Here's another way to look at POT: What do you know about it that other investors don't know? This is a fairly simple company that has recieved an enormous amount of publicity and is held by many well-known mutual funds. Everyone projects nice profits going forward. There are no problems on anyone's radar. So if the company is worth more, why isn't it trading for more? If any bad news comes out (decline in pricing, decline in output, new finds by competitors, scientific discoveries that reduce fertilizer needs, etc.), what's that going to do to a stock that's riding such a wave of momentum? Owning POT at this point is kind of like owning AAPL except that POT can't invent a new potassium.
As to the sector rotation to financials: of course some of it is silly. The people who have been piling in to C as losses continue and management shows no signs of having a clue what to do are just speculating. But there are banks with enormously beaten down prices who are turning profits again, and some are great long-term investments - WFC, BAC, etc. A financial crisis doesn't mean banks are never again good investments (take a look at what banks did after every past financial crisis), and due to the forward-looking nature of the market banks become good investments BEFORE news actually gets better and problems cease. Only rarely does a whole sector stay good or stay bad for more than 5 years.
It
Is anyone concerned that genetically altered seeds will offset some of the demand for Potash in the (probably distant) future?

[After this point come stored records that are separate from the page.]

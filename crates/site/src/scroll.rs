//! Smooth in-page scrolling for fragment links, plus small visibility helpers.

use leptos::*;
#[cfg(target_arch = "wasm32")]
use wasm_bindgen::JsCast;

/// Element id named by a fragment link such as `#contact`. A bare `#` names nothing.
pub fn fragment_target(href: &str) -> Option<&str> {
    let id = href.strip_prefix('#')?;
    (!id.is_empty()).then_some(id)
}

#[cfg(target_arch = "wasm32")]
fn html_element_by_id(element_id: &str) -> Option<web_sys::HtmlElement> {
    web_sys::window()
        .and_then(|w| w.document())
        .and_then(|d| d.get_element_by_id(element_id))
        .and_then(|el| el.dyn_into::<web_sys::HtmlElement>().ok())
}

/// Makes every `a[href^="#"]` link scroll its target into view smoothly instead of jumping.
///
/// Clicks are handled by one delegated listener, so links rendered later are covered too.
/// Links whose target does not exist are left inert.
pub fn install_smooth_scrolling() {
    let listener = window_event_listener(ev::click, move |ev| {
        #[cfg(target_arch = "wasm32")]
        {
            let Some(link) = ev
                .target()
                .and_then(|target| target.dyn_into::<web_sys::Element>().ok())
                .and_then(|el| el.closest("a[href^=\"#\"]").ok().flatten())
            else {
                return;
            };
            ev.prevent_default();
            if let Some(href) = link.get_attribute("href") {
                if let Some(target) = fragment_target(&href) {
                    show_section(target);
                }
            }
        }
        #[cfg(not(target_arch = "wasm32"))]
        let _ = ev;
    });
    on_cleanup(move || listener.remove());
}

/// Smoothly scrolls the element with `section_id` into view. Returns whether it exists.
pub fn show_section(section_id: &str) -> bool {
    #[cfg(target_arch = "wasm32")]
    {
        let Some(section) = html_element_by_id(section_id) else {
            return false;
        };
        let options = web_sys::ScrollIntoViewOptions::new();
        options.set_behavior(web_sys::ScrollBehavior::Smooth);
        section.scroll_into_view_with_scroll_into_view_options(&options);
        true
    }
    #[cfg(not(target_arch = "wasm32"))]
    {
        let _ = section_id;
        false
    }
}

fn set_display(element_id: &str, display: &str) -> bool {
    #[cfg(target_arch = "wasm32")]
    {
        let Some(element) = html_element_by_id(element_id) else {
            return false;
        };
        element.style().set_property("display", display).is_ok()
    }
    #[cfg(not(target_arch = "wasm32"))]
    {
        let _ = (element_id, display);
        false
    }
}

pub fn hide_element(element_id: &str) -> bool {
    set_display(element_id, "none")
}

pub fn show_element(element_id: &str) -> bool {
    set_display(element_id, "block")
}

#[cfg(test)]
mod tests {
    use pretty_assertions::assert_eq;

    use super::*;

    #[test]
    fn fragment_links_name_their_target() {
        assert_eq!(fragment_target("#contact"), Some("contact"));
        assert_eq!(fragment_target("#"), None);
        assert_eq!(fragment_target("https://example.com/#top"), None);
    }

    #[test]
    fn helpers_report_missing_elements_off_the_browser() {
        assert!(!show_section("about"));
        assert!(!hide_element("about"));
        assert!(!show_element("about"));
    }
}
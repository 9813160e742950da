//! Visual transition planning for window open/close/minimize/restore/maximize.
//!
//! Plans are pure data derived from a [`WindowRecord`]; the window view turns them into CSS
//! custom properties consumed by the shell stylesheet's keyframes.

use crate::{
    config::TimingConfig,
    model::{PointerPosition, WindowRecord, WindowTransition},
};

/// Scale applied at the launcher end of minimize/restore transitions.
pub const LAUNCHER_SCALE: f64 = 0.1;
/// Scale at the start of the entrance and the end of the close transition.
pub const OPEN_CLOSE_SCALE: f64 = 0.8;

#[derive(Debug, Clone, Copy, PartialEq)]
pub struct TransformFrame {
    pub translate_x: i32,
    pub translate_y: i32,
    pub scale: f64,
    pub opacity: f64,
}

impl TransformFrame {
    pub const IDENTITY: TransformFrame = TransformFrame {
        translate_x: 0,
        translate_y: 0,
        scale: 1.0,
        opacity: 1.0,
    };

    pub fn css_transform(&self) -> String {
        format!(
            "translate({}px, {}px) scale({})",
            self.translate_x, self.translate_y, self.scale
        )
    }
}

#[derive(Debug, Clone, Copy, PartialEq)]
pub enum TransitionPlan {
    /// Keyframed transform/opacity animation.
    Keyframes {
        from: TransformFrame,
        to: TransformFrame,
        duration_ms: u32,
    },
    /// Animated change of left/top/width/height.
    Geometry { duration_ms: u32 },
}

/// Duration of the transition kind under the given timings.
pub fn transition_duration(transition: WindowTransition, timings: &TimingConfig) -> u32 {
    match transition {
        WindowTransition::Idle => 0,
        WindowTransition::Opening => timings.open_ms,
        WindowTransition::Minimizing { .. } => timings.minimize_ms,
        WindowTransition::Restoring { .. } => timings.restore_ms,
        WindowTransition::Maximizing | WindowTransition::Unmaximizing => timings.maximize_ms,
        WindowTransition::Closing => timings.close_ms,
    }
}

fn toward_anchor(window: &WindowRecord, anchor: PointerPosition) -> TransformFrame {
    let center = window.rect.center();
    TransformFrame {
        translate_x: anchor.x - center.x,
        translate_y: anchor.y - center.y,
        scale: LAUNCHER_SCALE,
        opacity: 0.0,
    }
}

/// Plans the animation the view should currently run for `window`, if any.
pub fn plan_transition(window: &WindowRecord, timings: &TimingConfig) -> Option<TransitionPlan> {
    let duration_ms = transition_duration(window.transition, timings);
    let faded = TransformFrame {
        scale: OPEN_CLOSE_SCALE,
        opacity: 0.0,
        ..TransformFrame::IDENTITY
    };
    let plan = match window.transition {
        WindowTransition::Idle => return None,
        WindowTransition::Opening => TransitionPlan::Keyframes {
            from: faded,
            to: TransformFrame::IDENTITY,
            duration_ms,
        },
        WindowTransition::Closing => TransitionPlan::Keyframes {
            from: TransformFrame::IDENTITY,
            to: faded,
            duration_ms,
        },
        WindowTransition::Minimizing { toward } => TransitionPlan::Keyframes {
            from: TransformFrame::IDENTITY,
            to: toward_anchor(window, toward),
            duration_ms,
        },
        WindowTransition::Restoring { from } => TransitionPlan::Keyframes {
            from: toward_anchor(window, from),
            to: TransformFrame::IDENTITY,
            duration_ms,
        },
        WindowTransition::Maximizing | WindowTransition::Unmaximizing => {
            TransitionPlan::Geometry { duration_ms }
        }
    };
    Some(plan)
}

/// Inline style fragment driving the shell keyframes for `plan`.
///
/// The keyframe name alternates with the transition generation so that a superseding
/// transition restarts the CSS animation instead of continuing the previous one.
pub fn transition_style(plan: &TransitionPlan, generation: u64) -> String {
    match plan {
        TransitionPlan::Keyframes {
            from,
            to,
            duration_ms,
        } => format!(
            "--from-transform:{};--from-opacity:{};--to-transform:{};--to-opacity:{};\
animation:window-transition-{} {}ms ease-out forwards;",
            from.css_transform(),
            from.opacity,
            to.css_transform(),
            to.opacity,
            generation % 2,
            duration_ms
        ),
        TransitionPlan::Geometry { duration_ms } => format!(
            "transition:left {0}ms ease,top {0}ms ease,width {0}ms ease,height {0}ms ease;",
            duration_ms
        ),
    }
}

#[cfg(test)]
mod tests {
    use pretty_assertions::assert_eq;

    use super::*;
    use crate::{
        model::{WindowId, WindowKind, WindowRect, WindowType},
        timer::CancellableTimer,
    };

    fn window(transition: WindowTransition) -> WindowRecord {
        WindowRecord {
            id: WindowId(1),
            window_type: WindowType::from("projects"),
            title: "Projects".to_string(),
            kind: WindowKind::Basic,
            content_url: "https://pages.portfolio.dev/projects".to_string(),
            rect: WindowRect {
                x: 100,
                y: 80,
                w: 400,
                h: 300,
            },
            restore_rect: None,
            restore_anchor: None,
            z_index: 1,
            minimized: false,
            maximized: false,
            transition,
            transition_timer: CancellableTimer::default(),
        }
    }

    #[test]
    fn idle_windows_have_no_plan() {
        assert_eq!(
            plan_transition(&window(WindowTransition::Idle), &TimingConfig::default()),
            None
        );
    }

    #[test]
    fn entrance_scales_up_and_fades_in() {
        let plan = plan_transition(&window(WindowTransition::Opening), &TimingConfig::default());
        assert_eq!(
            plan,
            Some(TransitionPlan::Keyframes {
                from: TransformFrame {
                    translate_x: 0,
                    translate_y: 0,
                    scale: 0.8,
                    opacity: 0.0,
                },
                to: TransformFrame::IDENTITY,
                duration_ms: 300,
            })
        );
    }

    #[test]
    fn minimize_travels_from_window_center_to_launcher() {
        let toward = PointerPosition { x: 20, y: 700 };
        let plan = plan_transition(
            &window(WindowTransition::Minimizing { toward }),
            &TimingConfig::default(),
        );
        let Some(TransitionPlan::Keyframes { to, .. }) = plan else {
            panic!("minimize uses keyframes");
        };
        assert_eq!((to.translate_x, to.translate_y), (20 - 300, 700 - 230));
        assert_eq!(to.scale, LAUNCHER_SCALE);
        assert_eq!(to.opacity, 0.0);
    }

    #[test]
    fn maximize_animates_geometry() {
        let plan = plan_transition(&window(WindowTransition::Maximizing), &TimingConfig::default());
        assert_eq!(plan, Some(TransitionPlan::Geometry { duration_ms: 250 }));
    }

    #[test]
    fn keyframe_name_alternates_with_generation() {
        let plan = TransitionPlan::Keyframes {
            from: TransformFrame::IDENTITY,
            to: TransformFrame::IDENTITY,
            duration_ms: 200,
        };
        assert!(transition_style(&plan, 3).contains("window-transition-1 200ms"));
        assert!(transition_style(&plan, 4).contains("window-transition-0 200ms"));
    }
}
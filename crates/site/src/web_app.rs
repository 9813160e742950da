use desktop_runtime::{DesktopProvider, DesktopShell};
use leptos::*;
use leptos_meta::*;

use crate::scroll::install_smooth_scrolling;

#[component]
pub fn SiteApp() -> impl IntoView {
    provide_meta_context();
    install_smooth_scrolling();

    view! {
        <Title text="Portfolio" />
        <Meta name="description" content="A desktop-style personal portfolio." />
        <Stylesheet id="desktop-shell-style" href="/style/desktop.css" />

        <main class="site-root">
            <DesktopEntry />
        </main>
    }
}

#[component]
pub fn DesktopEntry() -> impl IntoView {
    view! {
        <DesktopProvider>
            <DesktopShell />
        </DesktopProvider>
    }
}
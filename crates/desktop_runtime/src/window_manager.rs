//! Shared window-manager geometry and stacking helpers used by the desktop reducer.

use crate::model::{ResizeEdge, WindowRecord, WindowRect};

/// Returns the top window: the non-minimized, non-closing window with the highest z-index.
///
/// Z-indices come from a strictly increasing counter, so the result is unique.
pub fn top_window(windows: &[WindowRecord]) -> Option<&WindowRecord> {
    windows
        .iter()
        .filter(|w| !w.minimized && !w.is_closing())
        .max_by_key(|w| w.z_index)
}

/// Applies resize deltas for a given edge/corner drag.
///
/// Width and height never drop below the minimum. Handles on the top or left side move the
/// origin so that the opposite edge stays fixed, including when the size is clamped.
pub fn resize_rect(
    start: WindowRect,
    edge: ResizeEdge,
    dx: i32,
    dy: i32,
    min_w: i32,
    min_h: i32,
) -> WindowRect {
    let (left, right, top, bottom) = match edge {
        ResizeEdge::North => (false, false, true, false),
        ResizeEdge::South => (false, false, false, true),
        ResizeEdge::East => (false, true, false, false),
        ResizeEdge::West => (true, false, false, false),
        ResizeEdge::NorthEast => (false, true, true, false),
        ResizeEdge::NorthWest => (true, false, true, false),
        ResizeEdge::SouthEast => (false, true, false, true),
        ResizeEdge::SouthWest => (true, false, false, true),
    };

    let mut rect = start;
    if right {
        rect.w = (start.w + dx).max(min_w);
    }
    if left {
        rect.w = (start.w - dx).max(min_w);
        rect.x = start.x + start.w - rect.w;
    }
    if bottom {
        rect.h = (start.h + dy).max(min_h);
    }
    if top {
        rect.h = (start.h - dy).max(min_h);
        rect.y = start.y + start.h - rect.h;
    }
    rect
}

/// Moves a dragged window, keeping it inside the desktop container.
pub fn dragged_rect(start: WindowRect, dx: i32, dy: i32, bounds: WindowRect) -> WindowRect {
    start.offset(dx, dy).bounded_within(bounds)
}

The current minuscule dividend in light of all all this prosperity does not provide a dividend protection backstop if the stock were to go south in a serious way or a reason to buy POT based on growing substantial dividends. And it places the entire investment rationale on POT's capital appreciation based on EPS^ and similar POT financial measures. Come on Doyle, broaden the stocks appeal and loosen up on the purse strings. Failure to do so just opens the stock up to more speculation, manipulation and sector rotation because there is no dividend protected bottom no matter how, er, juicy the earnings may prove out. (Yes, yes I have heard about the financials and their fancy and funny money dividends not protecting their stocks from the actions of their fantastically talented and poorly regulated managers. Hopefully there are no CDO equilavents on the horizon for fertilizer. One big pile of it courtesy the banks, hedge funds and private capital folks is quite enough, thank you.)
Hey, Mr. POT CEO: Begin a 30 year record of increased dividends to your owners beginning 4Q08 starting from some substantial perspective - say 3% or better.